* **SOURCE MATERIAL**
━━━━━━

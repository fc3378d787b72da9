use pdf_writer::Ref;
use std::collections::HashMap;

#[derive(Eq, PartialEq, Hash, Copy, Clone, Debug)]
pub enum RefType {
    Catalog,
    Info,
    PageTree,
    Page,
    Content,
}

/// Hands out PDF object ids, one per kind of object in a single-page document
pub struct ObjectReferences {
    refs: HashMap<RefType, Ref>,
    next_id: i32,
}

impl ObjectReferences {
    pub fn new() -> ObjectReferences {
        ObjectReferences {
            refs: HashMap::new(),
            next_id: 1,
        }
    }

    /// The id of the `ref_type` object, allocated the first time it is asked for
    pub fn id(&mut self, ref_type: RefType) -> Ref {
        let next_id = &mut self.next_id;
        *self.refs.entry(ref_type).or_insert_with(|| {
            let id = Ref::new(*next_id);
            *next_id += 1;
            id
        })
    }
}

━━━━━━

* **EXERCISE**
Exactly reproduce the lines that run from the line with "pub enum RefType" through the last line of the records, inclusive.

* **RESULT BELOW**
pub enum RefType {
    Catalog,
    Info,
    PageTree,
    Page,
    Content,
}

/// Hands out PDF object ids, one per kind of object in a single-page document
pub struct ObjectReferences {
    refs: HashMap<RefType, Ref>,
    next_id: i32,
}

impl ObjectReferences {
    pub fn new() -> ObjectReferences {
        ObjectReferences {
            refs: HashMap::new(),
            next_id: 1,
        }
    }

    /// The id of the `ref_type` object, allocated the first time it is asked for
    pub fn id(&mut self, ref_type: RefType) -> Ref {
        let next_id = &mut self.next_id;
        *self.refs.entry(ref_type).or_insert_with(|| {
            let id = Ref::new(*next_id);
            *next_id += 1;
            id
        })
    }
}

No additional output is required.